Une analyse de l'articulation entre facteurs internes et facteurs externes des crises de gouvernance avec des débordements ethniques est de ce fait indispensable si l'on veut éviter de prendre les effets pour les causes. Cette analyse à double intérêt :

- permettre de repérer les aspects du fonctionnement des institutions du pays les plus sensibles aux phénomènes extérieurs;

- permettre une prise de conscience du changement possible à l'intérieur des institu-tions communes en voyant les limites éventuelles dues aux facteurs externes dans

l'évolution du Rwanda vers des crises de gouvernance avec des débordements ethni-ques.

1. THÈME DE LA JOURNÉE :

Les représentations issues de notre histoire personnelle et de la mémoire collective qui colorent ou déforment, à notre insu, notre façon d'agir, de penser et de ressentir à l'égard des autres ethnies.

Notre façon d'agir, de penser et de ressentir à l'égard des personnes d'un ethnie différente est souvent le reflet des expériences heureuses ou moins heureuses que nous avons vécues avec quelques membres de cette ethnie.

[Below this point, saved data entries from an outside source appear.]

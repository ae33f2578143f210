// Copyright 2022 The Firefly Authors.
//
// Use of this source code is governed by a BSD 3-clause
// license that can be found in the LICENSE file.

//! Completes the PID registry `spec.md` §9 calls out as an unfinished
//! sketch (`pidmap.c`) in the original source: an O(1)-average
//! `pid -> task` lookup, backed by [`idxset::IndexSet`] — the same
//! allocator already used for stack slots and socket descriptors — so
//! PIDs are reused the way those are.

use crate::task::Task;
use alloc::collections::BTreeMap;
use alloc::sync::{Arc, Weak};
use lazy_static::lazy_static;
use spin::Mutex;

/// An opaque task identifier, reused once its task is freed.
#[derive(Debug, Clone, Copy, PartialEq, Eq, PartialOrd, Ord)]
pub struct Pid(u32);

impl Pid {
    pub fn as_u32(self) -> u32 {
        self.0
    }
}

struct Inner {
    ids: idxset::IndexSet,
    tasks: BTreeMap<Pid, Weak<Task>>,
}

/// The process-wide PID registry.
pub struct PidRegistry {
    inner: Mutex<Inner>,
}

impl PidRegistry {
    fn new() -> Self {
        PidRegistry {
            inner: Mutex::new(Inner {
                ids: idxset::IndexSet::new_unbounded(),
                tasks: BTreeMap::new(),
            }),
        }
    }

    /// Assigns a fresh `Pid` and registers `weak` under it, so
    /// [`PidRegistry::lookup`] stops finding it the moment the task is
    /// actually freed (kill machinery step 6), without the registry
    /// itself keeping it alive. Takes a bare `Weak` (rather than
    /// `&Arc<Task>`) so it can be called from inside
    /// [`alloc::sync::Arc::new_cyclic`], before the task's own `Arc`
    /// finishes constructing.
    pub fn allocate(&self, weak: Weak<Task>) -> Pid {
        let mut inner = self.inner.lock();
        let index = inner
            .ids
            .get()
            .expect("PID space exhausted") as u32;
        let pid = Pid(index);
        inner.tasks.insert(pid, weak);
        pid
    }

    /// Looks up the task registered under `pid`, if it is still alive.
    pub fn lookup(&self, pid: Pid) -> Option<Arc<Task>> {
        let inner = self.inner.lock();
        inner.tasks.get(&pid).and_then(Weak::upgrade)
    }

    /// Releases `pid` back to the allocator. Called from kill-machinery
    /// step 6, once the task struct is about to be freed.
    pub fn release(&self, pid: Pid) {
        let mut inner = self.inner.lock();
        inner.tasks.remove(&pid);
        inner.ids.put(pid.0 as usize);
    }
}

lazy_static! {
    pub static ref PIDS: PidRegistry = PidRegistry::new();
}

#[cfg(test)]
mod tests {
    use super::*;
    use crate::platform::test::with_test_platform;
    use crate::task::Task;

    #[test]
    fn pids_are_reused_after_release() {
        with_test_platform(|_platform| {
            let registry = PidRegistry::new();
            let a = Task::new_for_test();
            let pid_a = registry.allocate(Arc::downgrade(&a));
            assert_eq!(registry.lookup(pid_a).map(|t| Arc::ptr_eq(&t, &a)), Some(true));

            registry.release(pid_a);
            assert!(registry.lookup(pid_a).is_none());

            let b = Task::new_for_test();
            let pid_b = registry.allocate(Arc::downgrade(&b));
            assert_eq!(pid_b, pid_a, "freed pids must be reused before growing");
        });
    }

    #[test]
    fn lookup_fails_once_task_is_dropped() {
        with_test_platform(|_platform| {
            let registry = PidRegistry::new();
            let pid = {
                let task = Task::new_for_test();
                registry.allocate(Arc::downgrade(&task))
                // `task` (the only strong reference) drops here.
            };
            assert!(registry.lookup(pid).is_none());
        });
    }
}
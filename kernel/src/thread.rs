// Copyright 2022 The Firefly Authors.
//
// Use of this source code is governed by a BSD 3-clause
// license that can be found in the LICENSE file.

//! A unit of execution inside (or, for kernel threads, outside) a task
//! — `spec.md` §3's Thread and the create/add/exit/poll operations of
//! §4.C.

use crate::config;
use crate::platform::{self, with_critical, PageFlags, PhysFrame, SavedState, VirtPage};
use crate::task::Task;
use alloc::sync::Arc;
use core::sync::atomic::{AtomicBool, AtomicU64, Ordering};
use spin::Mutex;

/// A diagnostic identifier, unique for the process lifetime. Unlike
/// `Pid`, nothing ever needs to reuse or look a thread up by this —
/// every live handle to a `Thread` is an `Arc`/`Weak<Thread>`, which
/// already rejects staleness structurally — so this exists only to
/// make log lines and `PageFaultRecord` values (see
/// `crate::interrupts`) identify *which* thread without pinning down a
/// registry for it.
#[derive(Debug, Clone, Copy, PartialEq, Eq, PartialOrd, Ord)]
pub struct ThreadId(u64);

static NEXT_THREAD_ID: AtomicU64 = AtomicU64::new(1);

impl ThreadId {
    fn next() -> ThreadId {
        ThreadId(NEXT_THREAD_ID.fetch_add(1, Ordering::SeqCst))
    }
}

/// Where a kernel thread's own stack came from, so thread exit
/// machinery (component G: kill machinery step 4, and `push_kernel`'s
/// own teardown) can free it. User threads instead carry a stack-slot
/// index into their task's `stacks` index set.
pub(crate) enum StackOrigin {
    /// A task-owned stack slot; the kernel stack lives at
    /// `KERN_STACKS_PAGE + slot` and the user stack window at
    /// `USER_STACKS_PAGE + (slot << 8)`, both inside the task's own VM.
    TaskSlot(usize),
    /// A bare frame allocated directly for a kernel thread that has no
    /// task and therefore no task-local stack-slot index set to draw
    /// from.
    KernelFrame(PhysFrame),
}

pub struct Thread {
    id: ThreadId,
    /// `None` for kernel threads (`spec.md` §4.D's `push_kernel`).
    task: Option<Arc<Task>>,
    next_timestamp: AtomicU64,
    pub(crate) stack: StackOrigin,
    is_polling: AtomicBool,
    irqs: AtomicU64,
    state: Mutex<SavedState>,
}

impl Thread {
    pub fn id(&self) -> ThreadId {
        self.id
    }

    pub fn task(&self) -> Option<&Arc<Task>> {
        self.task.as_ref()
    }

    pub fn next_timestamp(&self) -> u64 {
        self.next_timestamp.load(Ordering::SeqCst)
    }

    pub fn set_next_timestamp(&self, when: u64) {
        self.next_timestamp.store(when, Ordering::SeqCst);
    }

    /// Atomically sets `irqs` bit `irq` and test-and-clears `is_polling`,
    /// returning the prior value of `is_polling` — `spec.md` §4.E's IRQ
    /// delivery step.
    pub(crate) fn raise_irq_and_test_polling(&self, irq: u32) -> bool {
        self.irqs.fetch_or(1 << irq, Ordering::SeqCst);
        self.is_polling.swap(false, Ordering::SeqCst)
    }

    /// Atomically tests and clears `is_polling`, without touching
    /// `irqs` — the wakeup half of socket delivery (`spec.md` §4.F's
    /// "peer wakeup"), as opposed to IRQ delivery above.
    pub(crate) fn test_and_clear_polling(&self) -> bool {
        self.is_polling.swap(false, Ordering::SeqCst)
    }

    pub(crate) fn state(&self) -> &Mutex<SavedState> {
        &self.state
    }

    /// Creates a thread with no owning task, used only by
    /// `spec.md` §4.D's `push_kernel`: a dedicated 4 KiB stack and an
    /// architectural entry state that calls `entry(arg)` the first time
    /// it is resumed.
    pub(crate) fn create_kernel(arg: usize, entry: fn(usize) -> !) -> Option<Arc<Thread>> {
        let frame = with_critical(|c| platform::platform().alloc_zeroed(c))?;
        // Kernel threads run against the kernel's own identity-mapped
        // low memory, so the physical frame number doubles as a usable
        // stack-top address once scaled by the page size.
        let stack_top = (frame.0 + 1) * config::PAGE_SIZE;
        let state = platform::platform().init_kernel_thread(stack_top as usize, entry, arg);
        Some(Arc::new(Thread {
            id: ThreadId::next(),
            task: None,
            next_timestamp: AtomicU64::new(0),
            stack: StackOrigin::KernelFrame(frame),
            is_polling: AtomicBool::new(false),
            irqs: AtomicU64::new(0),
            state: Mutex::new(state),
        }))
    }

    /// Creates a user thread within `task`: a stack slot from the
    /// task's `stacks` index set (rejected once `MAX_STACK_SLOTS` are in
    /// use), a mapped kernel stack, and a reserved-but-`UNALLOC` user
    /// stack window, per `spec.md` §4.C.
    pub fn create_user(task: &Arc<Task>, entry_point: u64) -> Option<Arc<Thread>> {
        let slot = task.stacks().lock().get()?;

        let vm_guard = task.vm().lock();
        let kernel_stack_vpage = VirtPage::new(config::KERN_STACKS_PAGE + slot as u64);
        let frame = match with_critical(|c| platform::platform().alloc_zeroed(c)) {
            Some(frame) => frame,
            None => {
                task.stacks().lock().put(slot);
                return None;
            }
        };
        if !vm_guard.map(kernel_stack_vpage, frame, PageFlags::PRESENT | PageFlags::WRITE) {
            task.stacks().lock().put(slot);
            return None;
        }

        let user_base = config::USER_STACKS_PAGE + (slot as u64 * config::USER_STACK_PAGES);
        for i in 0..config::USER_STACK_PAGES {
            let vpage = VirtPage::new(user_base + i);
            vm_guard.map(vpage, PhysFrame(0), PageFlags::UNALLOC);
        }
        drop(vm_guard);

        let kernel_stack_top = (kernel_stack_vpage.0 + 1) * config::PAGE_SIZE;
        let _ = kernel_stack_top; // the architecture state below carries the user stack top instead.
        let user_stack_top = (user_base + config::USER_STACK_PAGES) * config::PAGE_SIZE;
        let state = platform::platform().init_user_thread(user_stack_top as usize, entry_point);

        Some(Arc::new(Thread {
            id: ThreadId::next(),
            task: Some(Arc::clone(task)),
            next_timestamp: AtomicU64::new(0),
            stack: StackOrigin::TaskSlot(slot),
            is_polling: AtomicBool::new(false),
            irqs: AtomicU64::new(0),
            state: Mutex::new(state),
        }))
    }

    /// Splices `thread` into its task's thread list, then enqueues it on
    /// the run loop — `spec.md` §4.C's "thread add".
    pub fn add(thread: Arc<Thread>) {
        if let Some(task) = thread.task.clone() {
            task.threads().lock().push_back(Arc::clone(&thread));
        }
        crate::scheduler::push(thread);
    }

    /// Inspects the owning task's pending list. Returns `true`
    /// immediately (without parking) if a message is already waiting;
    /// otherwise sets `is_polling` and returns `false`, meaning the
    /// caller should resign this thread to the dispatcher —
    /// `spec.md` §4.C's "thread poll".
    pub fn poll(self: &Arc<Thread>) -> bool {
        let has_pending = match &self.task {
            Some(task) => !task.pending().lock().is_empty(),
            None => false,
        };
        if has_pending {
            return true;
        }
        self.is_polling.store(true, Ordering::SeqCst);
        false
    }

    pub fn is_polling(&self) -> bool {
        self.is_polling.load(Ordering::SeqCst)
    }

    /// Frees the 256-page user-stack window (unmapping any page the
    /// lazy-fault handler actually backed, per `spec.md` §4.C's
    /// "thread exit" step 1). A no-op for a kernel thread, which has no
    /// user-space half to begin with. Safe to call while still running
    /// on this thread's own *kernel* stack, since it never touches that
    /// region — see [`Thread::free_kernel_stack`] for the half that
    /// cannot be freed synchronously.
    pub(crate) fn free_user_stack(&self) {
        let slot = match &self.stack {
            StackOrigin::TaskSlot(slot) => *slot,
            StackOrigin::KernelFrame(_) => return,
        };
        let task = self.task.as_ref().expect("task-slot stack without a task");
        let vm = task.vm().lock();
        let user_base = config::USER_STACKS_PAGE + (slot as u64 * config::USER_STACK_PAGES);
        for i in 0..config::USER_STACK_PAGES {
            let vpage = VirtPage::new(user_base + i);
            let (frame, flags) = vm.lookup(vpage);
            if flags.contains(PageFlags::PRESENT) {
                with_critical(|c| platform::platform().free(frame, c));
            }
            vm.unmap(vpage);
        }
    }

    /// Frees the mapping backing this thread's own kernel stack (for a
    /// task-slot stack) or its dedicated frame (for a kernel thread),
    /// then releases the stack slot back to the task's index set.
    /// Callers must have already moved execution off this exact stack
    /// — onto a scratch stack or a different thread entirely — since a
    /// thread cannot free the memory it is currently running on.
    pub(crate) fn free_kernel_stack(&self) {
        match &self.stack {
            StackOrigin::TaskSlot(slot) => {
                let task = self.task.as_ref().expect("task-slot stack without a task");
                let vm = task.vm().lock();
                let kernel_stack_vpage = VirtPage::new(config::KERN_STACKS_PAGE + *slot as u64);
                let (frame, flags) = vm.lookup(kernel_stack_vpage);
                if flags.contains(PageFlags::PRESENT) {
                    vm.unmap(kernel_stack_vpage);
                    with_critical(|c| platform::platform().free(frame, c));
                }
                drop(vm);
                task.stacks().lock().put(*slot);
            }
            StackOrigin::KernelFrame(frame) => {
                with_critical(|c| platform::platform().free(*frame, c));
            }
        }
    }
}

#[cfg(test)]
mod tests {
    use super::*;
    use crate::platform::test::with_test_platform;
    use crate::task::Task;

    #[allow(dead_code)]
    fn noop_entry(_arg: usize) -> ! {
        unreachable!("kernel thread entry is never actually resumed on the host")
    }

    #[test]
    fn user_thread_reserves_lazy_stack_window() {
        with_test_platform(|_tp| {
            let task = Task::create_task_from_code(&[0u8; 16]).unwrap();
            let thread = Thread::create_user(&task, config::CODE_PAGE * config::PAGE_SIZE).unwrap();
            let vm = task.vm().lock();
            let base = config::USER_STACKS_PAGE;
            let (_, flags) = vm.lookup(VirtPage::new(base));
            assert!(flags.contains(PageFlags::UNALLOC));
            assert!(!flags.contains(PageFlags::PRESENT));
            drop(vm);
            assert!(matches!(thread.stack, StackOrigin::TaskSlot(0)));
        });
    }

    #[test]
    fn poll_returns_true_immediately_when_pending_nonempty() {
        with_test_platform(|_tp| {
            let task = Task::new_for_test();
            let thread = Thread::create_user(&task, 0).unwrap();
            // Simulate a pending message without constructing a full
            // socket: anything non-empty satisfies `poll`'s check.
            task.pending().lock().push_back(unsafe_dummy_link());
            assert!(thread.poll());
            assert!(!thread.is_polling());
        });
    }

    // A minimal way to put *something* in the pending `VecDeque` for the
    // test above without constructing a real socket pair; safe because
    // the only thing `poll` does with the deque is ask if it is empty.
    fn unsafe_dummy_link() -> Arc<crate::socket::SocketLink> {
        crate::socket::SocketLink::new_dummy_for_test()
    }
}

Elle est aussi en partie déterminée par les croyances, mythes, contes pour enfants, histoires, etc. véhiculées par notre milieu d'appartenance à propos de cette ethnie et que nous avons intériorisés tout au long de notre éducation.

Les expériences personnelles de même que les acquis de la mémoire collective sont en grande partie à l'origine de la vision que nous avons de nous-mêmes et des autres perçus et/ou vécus comme différents en fonction de leur groupe d'appartenance (famille, ethnie, formation politique, etc.)

Cette vision de nous-mêmes et des autres a un effet déterminant sur nos sentiments d'ouverture ou de rigidité à l'égard de la diversité ethnique rwandaise.